»»

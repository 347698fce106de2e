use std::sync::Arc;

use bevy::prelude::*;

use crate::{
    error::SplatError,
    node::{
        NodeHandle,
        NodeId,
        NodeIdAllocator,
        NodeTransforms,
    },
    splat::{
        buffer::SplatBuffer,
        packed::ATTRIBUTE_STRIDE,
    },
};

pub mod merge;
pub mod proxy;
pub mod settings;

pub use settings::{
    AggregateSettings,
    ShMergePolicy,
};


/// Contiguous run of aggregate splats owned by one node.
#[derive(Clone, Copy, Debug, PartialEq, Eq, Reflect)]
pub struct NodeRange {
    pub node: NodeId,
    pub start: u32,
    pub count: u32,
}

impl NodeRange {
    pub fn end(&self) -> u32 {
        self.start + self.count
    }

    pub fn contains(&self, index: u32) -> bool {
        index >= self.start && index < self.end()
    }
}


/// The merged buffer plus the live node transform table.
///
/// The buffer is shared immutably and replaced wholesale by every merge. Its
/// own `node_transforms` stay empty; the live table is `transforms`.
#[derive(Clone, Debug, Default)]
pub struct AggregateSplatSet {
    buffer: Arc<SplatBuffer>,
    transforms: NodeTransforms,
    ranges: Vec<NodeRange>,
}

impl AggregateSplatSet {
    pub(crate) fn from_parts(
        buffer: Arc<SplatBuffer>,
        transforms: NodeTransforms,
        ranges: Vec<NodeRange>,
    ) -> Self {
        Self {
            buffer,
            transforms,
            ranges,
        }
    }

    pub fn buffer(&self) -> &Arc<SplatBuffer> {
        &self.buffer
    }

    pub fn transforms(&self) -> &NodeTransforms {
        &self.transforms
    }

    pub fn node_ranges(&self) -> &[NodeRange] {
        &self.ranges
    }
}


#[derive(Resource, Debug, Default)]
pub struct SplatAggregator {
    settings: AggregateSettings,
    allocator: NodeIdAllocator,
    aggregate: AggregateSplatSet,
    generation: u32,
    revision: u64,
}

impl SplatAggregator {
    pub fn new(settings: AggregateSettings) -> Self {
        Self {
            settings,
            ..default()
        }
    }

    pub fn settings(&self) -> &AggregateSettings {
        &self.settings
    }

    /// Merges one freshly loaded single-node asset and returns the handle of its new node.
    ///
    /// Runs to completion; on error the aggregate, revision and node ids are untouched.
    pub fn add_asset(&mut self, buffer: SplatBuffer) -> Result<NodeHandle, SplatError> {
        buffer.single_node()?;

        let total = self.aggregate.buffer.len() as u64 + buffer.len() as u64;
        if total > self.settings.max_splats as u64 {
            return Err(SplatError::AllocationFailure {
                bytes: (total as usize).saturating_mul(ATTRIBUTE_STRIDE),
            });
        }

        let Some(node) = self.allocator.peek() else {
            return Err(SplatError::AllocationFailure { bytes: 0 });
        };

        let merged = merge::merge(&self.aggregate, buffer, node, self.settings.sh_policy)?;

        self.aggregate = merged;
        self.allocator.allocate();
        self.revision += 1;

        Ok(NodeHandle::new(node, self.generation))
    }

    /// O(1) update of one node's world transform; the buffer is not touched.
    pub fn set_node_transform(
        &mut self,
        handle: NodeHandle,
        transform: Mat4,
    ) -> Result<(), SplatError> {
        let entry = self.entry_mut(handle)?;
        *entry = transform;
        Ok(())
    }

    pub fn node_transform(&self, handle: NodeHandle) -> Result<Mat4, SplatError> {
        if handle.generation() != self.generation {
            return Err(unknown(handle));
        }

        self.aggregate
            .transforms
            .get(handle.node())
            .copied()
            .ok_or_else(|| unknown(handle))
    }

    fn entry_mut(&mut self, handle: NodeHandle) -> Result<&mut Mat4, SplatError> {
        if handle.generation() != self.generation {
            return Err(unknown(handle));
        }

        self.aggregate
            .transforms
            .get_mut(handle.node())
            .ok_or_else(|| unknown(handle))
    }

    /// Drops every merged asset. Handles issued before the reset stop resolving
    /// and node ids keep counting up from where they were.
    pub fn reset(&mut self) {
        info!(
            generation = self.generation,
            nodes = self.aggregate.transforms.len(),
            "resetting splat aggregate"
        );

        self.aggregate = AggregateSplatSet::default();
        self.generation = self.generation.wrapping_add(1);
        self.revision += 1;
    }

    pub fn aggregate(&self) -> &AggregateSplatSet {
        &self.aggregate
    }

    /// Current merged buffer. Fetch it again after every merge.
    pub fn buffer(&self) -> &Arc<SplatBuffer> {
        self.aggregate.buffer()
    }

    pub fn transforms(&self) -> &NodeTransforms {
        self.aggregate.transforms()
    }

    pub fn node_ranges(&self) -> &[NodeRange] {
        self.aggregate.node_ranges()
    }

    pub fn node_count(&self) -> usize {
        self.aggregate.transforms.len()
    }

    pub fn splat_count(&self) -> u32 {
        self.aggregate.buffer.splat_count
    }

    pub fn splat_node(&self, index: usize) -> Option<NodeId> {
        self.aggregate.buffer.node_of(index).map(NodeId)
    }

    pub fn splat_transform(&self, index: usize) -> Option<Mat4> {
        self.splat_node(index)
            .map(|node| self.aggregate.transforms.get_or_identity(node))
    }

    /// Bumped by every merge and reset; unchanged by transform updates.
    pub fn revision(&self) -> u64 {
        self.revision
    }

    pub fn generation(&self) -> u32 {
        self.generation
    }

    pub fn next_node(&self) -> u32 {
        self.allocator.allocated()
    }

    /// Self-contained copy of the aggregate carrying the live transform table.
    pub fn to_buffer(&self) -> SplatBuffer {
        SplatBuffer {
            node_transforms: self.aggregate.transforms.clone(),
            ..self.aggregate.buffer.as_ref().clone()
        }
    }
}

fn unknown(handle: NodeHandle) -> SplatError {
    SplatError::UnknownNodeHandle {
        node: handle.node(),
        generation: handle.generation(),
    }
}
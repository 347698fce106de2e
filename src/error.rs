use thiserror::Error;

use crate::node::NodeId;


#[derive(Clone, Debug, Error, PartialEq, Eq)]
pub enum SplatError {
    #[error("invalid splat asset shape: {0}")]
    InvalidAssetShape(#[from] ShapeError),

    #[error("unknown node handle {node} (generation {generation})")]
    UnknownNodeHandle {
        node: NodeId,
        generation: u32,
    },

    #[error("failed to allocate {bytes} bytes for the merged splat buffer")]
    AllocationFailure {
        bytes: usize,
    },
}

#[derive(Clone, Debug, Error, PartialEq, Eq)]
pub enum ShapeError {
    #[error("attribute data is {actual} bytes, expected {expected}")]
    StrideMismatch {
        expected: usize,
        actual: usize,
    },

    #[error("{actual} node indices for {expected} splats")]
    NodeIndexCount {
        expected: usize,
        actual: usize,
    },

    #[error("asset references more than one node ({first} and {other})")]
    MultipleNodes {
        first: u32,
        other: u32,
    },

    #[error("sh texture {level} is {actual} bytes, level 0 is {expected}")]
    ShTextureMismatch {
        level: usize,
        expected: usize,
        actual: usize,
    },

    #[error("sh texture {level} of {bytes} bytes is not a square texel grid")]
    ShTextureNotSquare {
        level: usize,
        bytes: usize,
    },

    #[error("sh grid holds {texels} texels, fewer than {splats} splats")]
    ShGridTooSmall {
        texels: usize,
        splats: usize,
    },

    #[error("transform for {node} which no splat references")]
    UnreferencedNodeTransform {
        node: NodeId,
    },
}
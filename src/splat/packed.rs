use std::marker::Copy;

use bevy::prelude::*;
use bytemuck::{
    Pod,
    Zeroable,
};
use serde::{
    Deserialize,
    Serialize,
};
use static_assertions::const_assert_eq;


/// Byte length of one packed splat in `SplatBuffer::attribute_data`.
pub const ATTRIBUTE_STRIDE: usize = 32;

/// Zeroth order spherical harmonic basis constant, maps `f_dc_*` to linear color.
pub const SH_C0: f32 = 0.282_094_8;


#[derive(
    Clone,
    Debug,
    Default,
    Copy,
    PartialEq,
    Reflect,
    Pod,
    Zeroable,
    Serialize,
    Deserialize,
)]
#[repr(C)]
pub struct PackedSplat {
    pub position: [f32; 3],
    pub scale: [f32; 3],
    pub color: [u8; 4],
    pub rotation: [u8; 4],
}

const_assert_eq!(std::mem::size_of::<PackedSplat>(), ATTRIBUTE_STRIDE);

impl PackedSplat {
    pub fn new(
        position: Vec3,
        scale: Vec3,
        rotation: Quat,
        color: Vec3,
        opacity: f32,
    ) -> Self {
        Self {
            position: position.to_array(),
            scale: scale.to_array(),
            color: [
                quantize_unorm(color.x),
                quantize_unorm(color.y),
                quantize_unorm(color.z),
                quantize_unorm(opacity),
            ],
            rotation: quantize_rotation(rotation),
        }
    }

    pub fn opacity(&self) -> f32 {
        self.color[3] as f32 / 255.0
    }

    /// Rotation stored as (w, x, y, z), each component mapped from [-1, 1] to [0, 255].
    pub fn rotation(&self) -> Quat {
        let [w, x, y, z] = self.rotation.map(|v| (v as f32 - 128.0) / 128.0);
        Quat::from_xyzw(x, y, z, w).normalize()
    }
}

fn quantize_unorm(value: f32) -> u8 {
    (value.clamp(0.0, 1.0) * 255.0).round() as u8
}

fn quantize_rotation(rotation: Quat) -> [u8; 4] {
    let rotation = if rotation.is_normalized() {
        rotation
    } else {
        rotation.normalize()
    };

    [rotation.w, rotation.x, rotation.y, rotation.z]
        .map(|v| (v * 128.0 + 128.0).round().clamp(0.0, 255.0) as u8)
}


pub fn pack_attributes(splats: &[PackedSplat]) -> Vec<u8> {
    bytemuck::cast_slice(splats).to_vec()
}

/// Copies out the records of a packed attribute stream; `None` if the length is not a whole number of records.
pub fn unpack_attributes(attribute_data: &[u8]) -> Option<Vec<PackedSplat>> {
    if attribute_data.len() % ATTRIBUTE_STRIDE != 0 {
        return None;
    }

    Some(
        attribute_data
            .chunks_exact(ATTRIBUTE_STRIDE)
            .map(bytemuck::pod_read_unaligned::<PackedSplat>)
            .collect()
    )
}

««

Among the lines above, find those with the word "Reflect" and list them.

#[derive(Clone, Copy, Debug, PartialEq, Eq, Reflect)]
    Reflect,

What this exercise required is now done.